> [WORK TASK]: Below is a block of data; give all of it again word for word.

━━━━━━━━━━

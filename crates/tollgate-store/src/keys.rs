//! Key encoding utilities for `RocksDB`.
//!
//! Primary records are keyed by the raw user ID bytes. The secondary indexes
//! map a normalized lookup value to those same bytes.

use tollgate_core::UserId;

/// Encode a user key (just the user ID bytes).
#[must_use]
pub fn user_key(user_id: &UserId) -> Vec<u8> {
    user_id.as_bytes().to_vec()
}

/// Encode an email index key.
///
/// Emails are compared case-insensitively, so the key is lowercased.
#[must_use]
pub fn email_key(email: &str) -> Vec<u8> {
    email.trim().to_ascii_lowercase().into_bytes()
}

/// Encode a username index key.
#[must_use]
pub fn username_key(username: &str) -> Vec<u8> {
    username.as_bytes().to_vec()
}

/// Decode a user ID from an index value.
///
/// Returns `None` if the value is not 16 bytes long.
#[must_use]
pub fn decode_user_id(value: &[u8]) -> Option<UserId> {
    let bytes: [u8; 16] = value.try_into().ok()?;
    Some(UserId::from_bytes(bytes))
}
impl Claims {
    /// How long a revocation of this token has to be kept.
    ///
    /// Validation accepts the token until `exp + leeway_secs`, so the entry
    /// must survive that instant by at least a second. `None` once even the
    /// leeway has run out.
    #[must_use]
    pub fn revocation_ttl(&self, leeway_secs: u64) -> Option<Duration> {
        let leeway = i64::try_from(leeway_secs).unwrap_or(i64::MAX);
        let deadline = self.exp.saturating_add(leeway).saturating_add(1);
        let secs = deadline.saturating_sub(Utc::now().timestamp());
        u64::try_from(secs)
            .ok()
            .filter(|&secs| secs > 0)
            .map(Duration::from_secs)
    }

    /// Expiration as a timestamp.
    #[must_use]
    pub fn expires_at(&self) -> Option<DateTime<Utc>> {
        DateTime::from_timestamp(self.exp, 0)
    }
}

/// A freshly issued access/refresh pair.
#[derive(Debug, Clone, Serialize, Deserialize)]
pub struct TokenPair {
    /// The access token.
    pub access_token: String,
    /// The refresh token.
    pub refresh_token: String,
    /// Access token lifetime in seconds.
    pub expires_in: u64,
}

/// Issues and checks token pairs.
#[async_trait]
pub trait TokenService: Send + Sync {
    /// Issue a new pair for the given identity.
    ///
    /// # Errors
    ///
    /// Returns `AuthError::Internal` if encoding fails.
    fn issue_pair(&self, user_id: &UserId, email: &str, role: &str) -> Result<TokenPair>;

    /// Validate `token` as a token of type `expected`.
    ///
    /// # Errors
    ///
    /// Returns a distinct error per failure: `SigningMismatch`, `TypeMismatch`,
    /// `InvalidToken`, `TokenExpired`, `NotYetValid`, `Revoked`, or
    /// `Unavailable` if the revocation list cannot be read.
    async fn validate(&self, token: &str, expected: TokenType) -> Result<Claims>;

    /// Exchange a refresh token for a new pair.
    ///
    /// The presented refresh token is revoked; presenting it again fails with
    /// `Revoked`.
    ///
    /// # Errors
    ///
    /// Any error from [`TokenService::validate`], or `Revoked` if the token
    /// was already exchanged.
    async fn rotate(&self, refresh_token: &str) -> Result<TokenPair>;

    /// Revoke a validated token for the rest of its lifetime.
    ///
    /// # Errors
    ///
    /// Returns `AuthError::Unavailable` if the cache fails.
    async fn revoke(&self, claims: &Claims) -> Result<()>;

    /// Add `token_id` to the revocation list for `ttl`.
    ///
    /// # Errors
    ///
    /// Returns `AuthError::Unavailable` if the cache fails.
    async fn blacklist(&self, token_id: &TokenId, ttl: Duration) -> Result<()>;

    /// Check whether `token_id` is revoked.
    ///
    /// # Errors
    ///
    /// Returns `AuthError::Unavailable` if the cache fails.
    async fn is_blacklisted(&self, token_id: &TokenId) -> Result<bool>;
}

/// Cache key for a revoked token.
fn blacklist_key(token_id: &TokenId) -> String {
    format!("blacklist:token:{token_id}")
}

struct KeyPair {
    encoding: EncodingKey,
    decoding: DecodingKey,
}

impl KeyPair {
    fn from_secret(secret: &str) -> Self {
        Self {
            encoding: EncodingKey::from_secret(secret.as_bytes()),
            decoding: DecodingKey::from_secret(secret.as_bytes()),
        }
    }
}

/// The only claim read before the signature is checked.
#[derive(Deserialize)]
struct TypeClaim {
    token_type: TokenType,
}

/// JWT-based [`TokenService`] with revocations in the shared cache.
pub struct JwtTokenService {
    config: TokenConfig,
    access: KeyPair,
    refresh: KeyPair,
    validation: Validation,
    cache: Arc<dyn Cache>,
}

━━━━━━━━━━

> [ANSWER AREA]:
filename crates/tollgate-store/src/keys.rs
//! Key encoding utilities for `RocksDB`.
//!
//! Primary records are keyed by the raw user ID bytes. The secondary indexes
//! map a normalized lookup value to those same bytes.

use tollgate_core::UserId;

/// Encode a user key (just the user ID bytes).
#[must_use]
pub fn user_key(user_id: &UserId) -> Vec<u8> {
    user_id.as_bytes().to_vec()
}

/// Encode an email index key.
///
/// Emails are compared case-insensitively, so the key is lowercased.
#[must_use]
pub fn email_key(email: &str) -> Vec<u8> {
    email.trim().to_ascii_lowercase().into_bytes()
}

/// Encode a username index key.
#[must_use]
pub fn username_key(username: &str) -> Vec<u8> {
    username.as_bytes().to_vec()
}

/// Decode a user ID from an index value.
///
/// Returns `None` if the value is not 16 bytes long.
#[must_use]
pub fn decode_user_id(value: &[u8]) -> Option<UserId> {
    let bytes: [u8; 16] = value.try_into().ok()?;
    Some(UserId::from_bytes(bytes))
}
impl Claims {
    /// How long a revocation of this token has to be kept.
    ///
    /// Validation accepts the token until `exp + leeway_secs`, so the entry
    /// must survive that instant by at least a second. `None` once even the
    /// leeway has run out.
    #[must_use]
    pub fn revocation_ttl(&self, leeway_secs: u64) -> Option<Duration> {
        let leeway = i64::try_from(leeway_secs).unwrap_or(i64::MAX);
        let deadline = self.exp.saturating_add(leeway).saturating_add(1);
        let secs = deadline.saturating_sub(Utc::now().timestamp());
        u64::try_from(secs)
            .ok()
            .filter(|&secs| secs > 0)
            .map(Duration::from_secs)
    }

    /// Expiration as a timestamp.
    #[must_use]
    pub fn expires_at(&self) -> Option<DateTime<Utc>> {
        DateTime::from_timestamp(self.exp, 0)
    }
}

/// A freshly issued access/refresh pair.
#[derive(Debug, Clone, Serialize, Deserialize)]
pub struct TokenPair {
    /// The access token.
    pub access_token: String,
    /// The refresh token.
    pub refresh_token: String,
    /// Access token lifetime in seconds.
    pub expires_in: u64,
}

/// Issues and checks token pairs.
#[async_trait]
pub trait TokenService: Send + Sync {
    /// Issue a new pair for the given identity.
    ///
    /// # Errors
    ///
    /// Returns `AuthError::Internal` if encoding fails.
    fn issue_pair(&self, user_id: &UserId, email: &str, role: &str) -> Result<TokenPair>;

    /// Validate `token` as a token of type `expected`.
    ///
    /// # Errors
    ///
    /// Returns a distinct error per failure: `SigningMismatch`, `TypeMismatch`,
    /// `InvalidToken`, `TokenExpired`, `NotYetValid`, `Revoked`, or
    /// `Unavailable` if the revocation list cannot be read.
    async fn validate(&self, token: &str, expected: TokenType) -> Result<Claims>;

    /// Exchange a refresh token for a new pair.
    ///
    /// The presented refresh token is revoked; presenting it again fails with
    /// `Revoked`.
    ///
    /// # Errors
    ///
    /// Any error from [`TokenService::validate`], or `Revoked` if the token
    /// was already exchanged.
    async fn rotate(&self, refresh_token: &str) -> Result<TokenPair>;

    /// Revoke a validated token for the rest of its lifetime.
    ///
    /// # Errors
    ///
    /// Returns `AuthError::Unavailable` if the cache fails.
    async fn revoke(&self, claims: &Claims) -> Result<()>;

    /// Add `token_id` to the revocation list for `ttl`.
    ///
    /// # Errors
    ///
    /// Returns `AuthError::Unavailable` if the cache fails.
    async fn blacklist(&self, token_id: &TokenId, ttl: Duration) -> Result<()>;

    /// Check whether `token_id` is revoked.
    ///
    /// # Errors
    ///
    /// Returns `AuthError::Unavailable` if the cache fails.
    async fn is_blacklisted(&self, token_id: &TokenId) -> Result<bool>;
}

/// Cache key for a revoked token.
fn blacklist_key(token_id: &TokenId) -> String {
    format!("blacklist:token:{token_id}")
}

struct KeyPair {
    encoding: EncodingKey,
    decoding: DecodingKey,
}

impl KeyPair {
    fn from_secret(secret: &str) -> Self {
        Self {
            encoding: EncodingKey::from_secret(secret.as_bytes()),
            decoding: DecodingKey::from_secret(secret.as_bytes()),
        }
    }
}

/// The only claim read before the signature is checked.
#[derive(Deserialize)]
struct TypeClaim {
    token_type: TokenType,
}

/// JWT-based [`TokenService`] with revocations in the shared cache.
pub struct JwtTokenService {
    config: TokenConfig,
    access: KeyPair,
    refresh: KeyPair,
    validation: Validation,
    cache: Arc<dyn Cache>,
}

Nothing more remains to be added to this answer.